I just ran across this on another site where someone had posted an inquiry “what is the University of Houston like?”
If this is the wrong forum our moderators will move this but since it involves the the image of our university which directly (at least IMO) ties into athletics and since this forum gets the most traffic I thought this would be the best spot for this discussion. I do not know the person who authored this and I might disagree at the margins but I do believe he has captured the essence of some criticisms of our university and a considered answer to those. I look forward to any comments.
"The University of Houston isn’t very good at giving great first impressions. When I first walked on campus, the climate was humid, the students seemed spiritless, and the architecture looked as if a developer randomly selected designers to do whatever they want within a small, frugal budget.
Having attended the university for four years now, I can confidently assert that all of the above can seem true.
The climate on campus is the way it is because we live in what feels like the nations most humid, bipolar city for weather. You could literally be walking from around campus (2.3-ish miles) and experience four different seasons. I am now convinced that experiencing drastic changes in Houston’s weather the most adaptable college students in the continental United States.
Students on campus seem spiritless because they are exhausted. Having taken classes in almost every college, I can assure you that students at the University of Houston have a strong work-ethic. Most work a part-time or full-time job. Many older students have kids and many younger students are taking care of their parents and/or siblings.
Just yesterday I remember spending dinner talking with a friend about our life plans. Xavier (name changed for privacy) lost his mother when he was a child. His father hasn’t been able to work for almost eight years now. Xavier worked for several retail company’s for a low wage and when the time was opportune, he enrolled in college. He’s maintained a 3.9 GPA in MIS and is graduating in a few semesters. We discussed his internships at two Big 4 companies and while I was talking about my life goals by the age of 30, he stopped me. He said, “I’ve never really planned a decade out”. You see, he takes care of his father and has always concerned himself about tomorrow and the day after. Not years out.

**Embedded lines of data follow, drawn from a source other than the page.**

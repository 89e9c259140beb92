//! Multi-hop swaps across markets.

use crate::bank::BankKeeper;
use crate::context::Context;
use crate::error::{ExchangeError, Result};
use crate::events::Event;
use crate::exchange::Exchange;
use crate::keys;
use crate::market::{must_get_market, Market};
use crate::matching::{emit_fill_events, execute_orders, Budget, Taker};
use crate::settlement::Settlement;
use crate::types::{Address, Amount, Coin, OrderSide};
use std::collections::{BTreeMap, BTreeSet};
use std::ops::ControlFlow;
use tracing::{debug, info};

/// A single hop of a resolved route.
#[derive(Debug, Clone, PartialEq, Eq)]
pub struct RouteHop {
    pub market: Market,
    /// Side of the internal market order: sell when the running denom is the
    /// market's base, buy when it is the quote.
    pub side: OrderSide,
}

impl RouteHop {
    pub fn denom_in(&self) -> &str {
        self.market.deposit_denom(self.side)
    }

    pub fn denom_out(&self) -> &str {
        self.market.receive_denom(self.side)
    }
}

/// Amounts of one executed hop.
#[derive(Debug, Clone, PartialEq, Eq)]
pub struct HopResult {
    pub market_id: u64,
    pub side: OrderSide,
    /// Spent, fees included.
    pub input: Coin,
    pub output: Coin,
}

/// Result of a swap.
#[derive(Debug, Clone, PartialEq, Eq)]
pub struct SwapResult {
    pub output: Coin,
    pub hops: Vec<HopResult>,
}

/// Best route found for a swap.
#[derive(Debug, Clone, PartialEq, Eq)]
pub struct BestRoute {
    pub routes: Vec<u64>,
    pub output: Coin,
}

/// Undirected graph of denoms connected by markets.
#[derive(Debug, Clone, Default)]
pub struct RouteGraph {
    /// Each denom's (market id, other denom) edges, in ascending market id.
    edges: BTreeMap<String, Vec<(u64, String)>>,
}

impl RouteGraph {
    pub fn new() -> Self {
        Self::default()
    }

    /// Build the graph of every market in the store.
    pub fn load(ctx: &mut Context<'_>) -> Result<Self> {
        let mut market_ids = Vec::new();
        ctx.scan_prefix(&keys::market_key_prefix(), |key, _| {
            match keys::parse_market_key(key) {
                Some(market_id) => market_ids.push(market_id),
                None => panic!("malformed market key: 0x{}", hex::encode(key)),
            }
            ControlFlow::Continue(())
        })?;

        let mut graph = Self::new();
        for market_id in market_ids {
            graph.add_market(&must_get_market(ctx, market_id)?);
        }
        Ok(graph)
    }

    /// Add both directions of `market`. Markets must be added in ascending
    /// id order.
    pub fn add_market(&mut self, market: &Market) {
        self.edges
            .entry(market.base_denom.clone())
            .or_default()
            .push((market.id, market.quote_denom.clone()));
        self.edges
            .entry(market.quote_denom.clone())
            .or_default()
            .push((market.id, market.base_denom.clone()));
    }

    /// Every market sequence from `denom_in` to `denom_out` of at most
    /// `max_hops` markets that never revisits a denom, in lexicographic
    /// order of market ids.
    pub fn find_routes(&self, denom_in: &str, denom_out: &str, max_hops: usize) -> Vec<Vec<u64>> {
        let mut routes = Vec::new();
        if denom_in == denom_out || max_hops == 0 {
            return routes;
        }
        let mut visited = BTreeSet::from([denom_in]);
        let mut path = Vec::new();
        self.walk(denom_in, denom_out, max_hops, &mut visited, &mut path, &mut routes);
        routes
    }

    fn walk<'g>(
        &'g self,
        current: &str,
        target: &str,
        max_hops: usize,
        visited: &mut BTreeSet<&'g str>,
        path: &mut Vec<u64>,
        routes: &mut Vec<Vec<u64>>,
    ) {
        let Some(edges) = self.edges.get(current) else {
            return;
        };
        for (market_id, next) in edges {
            if visited.contains(next.as_str()) {
                continue;
            }
            path.push(*market_id);
            if next == target {
                routes.push(path.clone());
            } else if path.len() < max_hops {
                visited.insert(next.as_str());
                self.walk(next, target, max_hops, visited, path, routes);
                visited.remove(next.as_str());
            }
            path.pop();
        }
    }
}

impl<B: BankKeeper> Exchange<B> {
    /// Every route from `denom_in` to `denom_out` within the configured hop
    /// limit.
    pub fn find_all_routes(
        &self,
        ctx: &mut Context<'_>,
        denom_in: &str,
        denom_out: &str,
    ) -> Result<Vec<Vec<u64>>> {
        let graph = RouteGraph::load(ctx)?;
        Ok(graph.find_routes(denom_in, denom_out, self.config().max_routing_hops))
    }

    /// Resolve the side of every hop of `routes` starting from `denom_in`,
    /// checking that the route ends in `denom_out`.
    pub fn resolve_route(
        &self,
        ctx: &mut Context<'_>,
        routes: &[u64],
        denom_in: &str,
        denom_out: &str,
    ) -> Result<Vec<RouteHop>> {
        let max_hops = self.config().max_routing_hops;
        if routes.is_empty() || routes.len() > max_hops {
            return Err(ExchangeError::InvalidRoute(format!(
                "route must have between 1 and {max_hops} markets, got {}",
                routes.len()
            )));
        }

        let mut hops = Vec::with_capacity(routes.len());
        let mut denom = denom_in.to_string();
        for &market_id in routes {
            let market = must_get_market(ctx, market_id)?;
            let side = if denom == market.base_denom {
                OrderSide::Sell
            } else if denom == market.quote_denom {
                OrderSide::Buy
            } else {
                return Err(ExchangeError::InvalidRoute(format!(
                    "market {market_id} does not trade {denom}"
                )));
            };
            let hop = RouteHop { market, side };
            denom = hop.denom_out().to_string();
            hops.push(hop);
        }
        if denom != denom_out {
            return Err(ExchangeError::InvalidRoute(format!(
                "route ends in {denom}, not {denom_out}"
            )));
        }
        Ok(hops)
    }

    /// Swap exactly `input` along `routes`, requiring at least `min_output`.
    ///
    /// Each hop is a market order spending the previous hop's proceeds, taker
    /// fee included. With `simulate` the swap runs in a discarded overlay and
    /// moves no balances, but returns what the real swap would.
    pub fn swap_exact_in(
        &self,
        ctx: &mut Context<'_>,
        orderer: Address,
        routes: &[u64],
        input: Coin,
        min_output: Coin,
        simulate: bool,
    ) -> Result<SwapResult> {
        input.validate()?;
        min_output.validate()?;
        if input.is_zero() {
            return Err(ExchangeError::InvalidCoin(format!(
                "input amount must be positive: {input}"
            )));
        }

        if simulate {
            ctx.simulate(|ctx| self.execute_swap(ctx, orderer, routes, &input, &min_output, true))
        } else {
            ctx.atomic(|ctx| self.execute_swap(ctx, orderer, routes, &input, &min_output, false))
        }
    }

    fn execute_swap(
        &self,
        ctx: &mut Context<'_>,
        orderer: Address,
        routes: &[u64],
        input: &Coin,
        min_output: &Coin,
        simulate: bool,
    ) -> Result<SwapResult> {
        let route = self.resolve_route(ctx, routes, &input.denom, &min_output.denom)?;

        if !simulate || !orderer.is_zero() {
            let available = self.bank().balance(ctx, orderer, &input.denom)?;
            if available < input.amount {
                return Err(ExchangeError::InsufficientFunds {
                    address: orderer,
                    denom: input.denom.clone(),
                    available,
                    required: input.amount,
                });
            }
        }

        let mut running: Amount = input.amount;
        let mut hops = Vec::with_capacity(route.len());
        for hop in &route {
            let market = &hop.market;
            let taker = Taker {
                address: orderer,
                side: hop.side,
                price_limit: None,
            };
            let budget = match hop.side {
                OrderSide::Sell => Budget::BaseFunds(running),
                OrderSide::Buy => Budget::QuoteFunds(running),
            };
            let fee_rates = self.fee_rates(ctx, market)?;
            let mut settlement = Settlement::new(market.escrow_address);
            let outcome = execute_orders(
                ctx,
                market,
                fee_rates,
                &taker,
                budget,
                &mut settlement,
                self.fee_collector(),
            )?;
            if !simulate {
                settlement.apply(ctx, self.bank())?;
            }
            emit_fill_events(ctx, market, &taker, None, &outcome.fills);

            debug!(
                target: "exchange",
                market_id = market.id,
                side = %hop.side,
                budget = %running,
                paid = %outcome.paid,
                received = %outcome.received,
                simulate,
                "Executed swap hop"
            );
            hops.push(HopResult {
                market_id: market.id,
                side: hop.side,
                input: Coin::new(hop.denom_in(), outcome.paid),
                output: Coin::new(hop.denom_out(), outcome.received),
            });
            running = outcome.received;
        }

        let output = Coin::new(min_output.denom.clone(), running);
        if output.is_zero() || output.amount < min_output.amount {
            return Err(ExchangeError::InsufficientOutput {
                output,
                min_output: min_output.clone(),
            });
        }

        ctx.emit_event(Event::SwapExecuted {
            orderer,
            routes: routes.to_vec(),
            input: input.clone(),
            output: output.clone(),
        });
        if !simulate {
            info!(
                target: "exchange",
                orderer = ?orderer,
                routes = ?routes,
                %input,
                %output,
                "Swapped exact in"
            );
        }
        Ok(SwapResult { output, hops })
    }

    /// The route yielding the largest output for `input`, among all routes
    /// that satisfy `min_output`.
    ///
    /// Ties go to the lexicographically smallest route. Fails with
    /// `RouteNotFound` when no route satisfies `min_output`.
    pub fn best_swap_exact_in_routes(
        &self,
        ctx: &mut Context<'_>,
        input: &Coin,
        min_output: &Coin,
    ) -> Result<BestRoute> {
        input.validate()?;
        min_output.validate()?;
        if input.is_zero() {
            return Err(ExchangeError::InvalidCoin(format!(
                "input amount must be positive: {input}"
            )));
        }

        let no_route = || {
            ExchangeError::RouteNotFound(format!("{} to {}", input.denom, min_output.denom))
        };
        let candidates = self.find_all_routes(ctx, &input.denom, &min_output.denom)?;
        if candidates.is_empty() {
            return Err(no_route());
        }

        let mut best: Option<BestRoute> = None;
        for routes in candidates {
            let result = self.swap_exact_in(
                ctx,
                Address::ZERO,
                &routes,
                input.clone(),
                min_output.clone(),
                true,
            );
            match result {
                Ok(result) => {
                    debug!(target: "exchange", routes = ?routes, output = %result.output, "Evaluated route");
                    let better = best
                        .as_ref()
                        .map_or(true, |best| result.output.amount > best.output.amount);
                    if better {
                        best = Some(BestRoute {
                            routes,
                            output: result.output,
                        });
                    }
                }
                Err(ExchangeError::InsufficientOutput { output, .. }) => {
                    debug!(target: "exchange", routes = ?routes, %output, "Route below minimum output");
                }
                Err(err @ ExchangeError::OutOfGas { .. }) => return Err(err),
                Err(err) => {
                    return Err(ExchangeError::Internal(format!(
                        "simulating route {routes:?}: {err}"
                    )))
                }
            }
        }
        best.ok_or_else(no_route)
    }
}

And you might think, “Well, he’s just an anomaly”. Surprisingly, no. Xavier is among thousands of other students at the university with similar stories. Students that juggle school while managing a job, a kid, and being involved in school. And this isn’t something that is unique to our recent past. My mom took care of her brother with Muscular Dystrophy while attending college (he passed away half way through her sophomore year). My grandfather attended for his Master’s degree in Civil Engineering as a ticket to a better, more prosperous life in the United States. He left everything he knew to immigrate to a country that had just passed the Civil Rights Act. Thousands of students at the University of Houston manage to persevere every day. How could we ever expect students, with these weights on their shoulders, to walk with bubbly and happy spirits?
Of course, we’re also home to students that don’t have these burdens or responsibilities. In fact, we’re home to thousands of them. The University of Houston is where classes, races, religions, genders, sexualities, nationalities, and personalities come together for a common cause: to pursue prosperity.
And because UH has and always will serve the working class, it’s budget is constrained. It takes time for the university to create a class of alumni that have the ability to donate millions and millions of dollars. We definitely have our fare share of millionaires and billionaires, but we don’t have the masses of “$100,000” donors that private and other state-universities have in the state.
When the university was founded, it had this impeccable masterplan. The university was to grow in a nicely cut-cutter university. Trees and all. But something important happened. World War II ended. And we opened our doors to thousands of WWII veterans that wanted to redeem the promises of the GI Bill. This doubled the capacity of the university in a matter of months! The university quickly became a public state institution and had to grow faster than the budget could afford. Because of this, the university had to let go architecture. It had to build fast in order to serve its mission. In the 70s, the institution opened its doors to all ethnicities. In the 80s, immigrants began to call UH home. And recently, the institution hit a population of 42,000! And honestly, I have found the art and architecture on campus to reflect a journey of hard work and persistence, rather than an inherited sense of prestige.
How can we expect a university that serves its mission so well to be perfect? Graduating does take longer. More than half of our students are commuters. We don’t have the best buildings. We don’t have thousands of billionaire alumni. Because we’re busy opening doors to those that need an opportunity. An opportunity for prosperity.
With that being said, we are a tier-one, nationally ranked university that is home to excellent business, law, engineering, art, creative writing, physics, architecture, and restaurant management schools. We welcome 30-or so national merits every year, enroll 700-or so honors students, and our undergraduates have recently been extremely successful in winning competitions against some top-notch schools in the North East (MIT, Harvard, etc…). We’re also host the second highest population of on-campus residents (8,000+). Our students go on to become successful like Elizabeth Warren, Jim Parsons, and Tilman Fertitta (to name a few). They defy the odds and apply their consistency, work-ethic, and open-minded attitude to live the American dream.
So to answer your question concisely, my review of the University of Houston is: It is an excellent institution that serves as a bridge for all that aspire to realize the American dream and expand our perception of what is possible."